5.6.005Wird die Beschränkung des Patents beantragt und ist der Antrag zulässig, so setzt die Prüfungsabteilung die Prüfung des Antrags fort. Grundlage der Prüfung ist das Patent in der erteilten bzw. im Einspruchs- oder Beschränkungsverfahren geänderten Fassung. In Fällen, in denen bereits sowohl ein Einspruchs- als auch ein Beschränkungsverfahren stattgefunden haben, wird das Patent in der im letzten dieser Verfahren geänderten Fassung geprüft. Die Prüfungsabteilung prüft nur, ob die geänderten Patentansprüche des Antrags gegenüber den Ansprüchen in der erteilten oder geänderten Fassung eine Beschränkung darstellen und ob sie deutlich und knapp gefasst sind, durch die Beschreibung gestützt werden und keinen Gegenstand enthalten, der über den Inhalt der Anmeldung in der ursprünglich eingereichten Fassung hinausgeht.
5.6.006"Beschränkung" bedeutet, dass der Schutzbereich der Patentansprüche verkleinert wird. Bloße Klarstellungen oder Änderungen, die dem Schutz eines anderen Gegenstands dienen, können nicht als Beschränkungen gelten. Stellt die Prüfungsabteilung Mängel fest, so fordert sie den Antragsteller auf, diese innerhalb einer von ihr bestimmten Frist (in der Regel zwei Monate) zu beseitigen.

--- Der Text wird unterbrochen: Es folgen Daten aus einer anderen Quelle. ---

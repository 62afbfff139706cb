//! Local-item manager: entries added or edited by hand.
//!
//! Local entries have no source, so reloading or unloading a data pack
//! never touches them. `put` is an upsert by `@id`: putting an entry that
//! already exists (local or loaded) rewrites it in place and leaves its
//! source attribution alone.

use serde_json::Value;
use tracing::info;

use crate::error::{Result, StoreError};
use crate::models::SortOrder;
use crate::store::{LocalPage, PutReport, Store};
use crate::validate::verify_input_data;

/// Reserved `@id` prefix of blank nodes.
pub const BLANK_NODE_PREFIX: &str = "_:";

/// Validate a data pack and upsert every entry.
pub async fn put<S: Store + ?Sized>(store: &S, data: &Value) -> Result<PutReport> {
    let entries = verify_input_data(data)?;
    let report = store.put_entries(&entries).await?;
    info!(created = report.created, updated = report.updated, "put local entries");
    Ok(report)
}

/// Delete the entry with this `@id`. Unknown ids are not an error.
pub async fn remove<S: Store + ?Sized>(store: &S, at_id: &str) -> Result<u64> {
    store.remove_entry(at_id).await
}

#[derive(Debug, Clone)]
pub struct LocalListing {
    /// Exact `@type` to keep.
    pub at_type: Option<String>,
    pub offset: i64,
    pub limit: i64,
    pub order: SortOrder,
}

impl Default for LocalListing {
    fn default() -> Self {
        Self {
            at_type: None,
            offset: 0,
            limit: 10,
            order: SortOrder::Asc,
        }
    }
}

/// One page of local payloads plus the total before pagination.
pub async fn list_local_items<S: Store + ?Sized>(
    store: &S,
    listing: &LocalListing,
) -> Result<LocalPage> {
    if listing.offset < 0 || listing.limit < 0 {
        return Err(StoreError::validation("offset and limit must not be negative"));
    }
    store
        .list_local(
            listing.at_type.as_deref(),
            listing.offset,
            listing.limit,
            listing.order,
        )
        .await
}

/// What [`cleanup`] removes.
#[derive(Debug, Clone, PartialEq, Eq)]
pub struct CleanupPolicy {
    /// Local entries whose `@id` starts with this are deleted. `None` or an
    /// empty prefix disables the rule.
    pub blank_node_prefix: Option<String>,
    /// Delete sources left without entries.
    pub drop_empty_sources: bool,
}

impl Default for CleanupPolicy {
    fn default() -> Self {
        Self {
            blank_node_prefix: Some(BLANK_NODE_PREFIX.to_string()),
            drop_empty_sources: true,
        }
    }
}

impl From<&crate::config::CleanupConfig> for CleanupPolicy {
    fn from(config: &crate::config::CleanupConfig) -> Self {
        Self {
            blank_node_prefix: Some(config.blank_node_prefix.clone()).filter(|p| !p.is_empty()),
            drop_empty_sources: config.drop_empty_sources,
        }
    }
}

#[derive(Debug, Clone, Copy, Default, PartialEq, Eq, serde::Serialize)]
pub struct CleanupReport {
    pub entries_removed: u64,
    pub sources_removed: u64,
}

pub async fn cleanup<S: Store + ?Sized>(store: &S, policy: &CleanupPolicy) -> Result<CleanupReport> {
    let mut report = CleanupReport::default();

    if let Some(prefix) = policy.blank_node_prefix.as_deref().filter(|p| !p.is_empty()) {
        report.entries_removed = store.remove_local_with_prefix(prefix).await?;
    }
    if policy.drop_empty_sources {
        report.sources_removed = store.remove_empty_sources().await?;
    }

    info!(
        entries = report.entries_removed,
        sources = report.sources_removed,
        "cleanup finished"
    );
    Ok(report)
}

5.6.007Ist dem Antrag auf Beschränkung stattzugeben, so teilt die Prüfungsabteilung dies dem Antragsteller mit und fordert ihn auf, innerhalb einer nicht verlängerbaren Frist von drei Monaten die vorgeschriebene Gebühr für die Veröffentlichung einer geänderten Patentschrift zu entrichten und eine Übersetzung der geänderten beschränkten Patentansprüche in den anderen beiden Amtssprachen einzureichen. Wenn dies für notwendig erachtet wird, müssen die Beschreibung und die Zeichnungen entsprechend angepasst werden. Werden die erforderlichen Handlungen nicht rechtzeitig vorgenommen, so können sie noch innerhalb einer Frist von zwei Monaten nach Zustellung einer Mitteilung, in der auf die Fristversäumung hingewiesen wird, wirksam nachgeholt werden, sofern innerhalb dieser Frist eine Zuschlagsgebühr entrichtet wird.
Die Vorgehensweise ist dieselbe wie im Einspruchsverfahren. Wenn der Antragsteller rechtzeitig die Gebühr entrichtet und die erforderlichen Übersetzungen einreicht, beschränkt die Prüfungsabteilung das Patent. Anschließend wird die geänderte Patentschrift in der beschränkten Fassung veröffentlicht und eine neue Urkunde ausgestellt. Andernfalls wird der Antrag zurückgewiesen.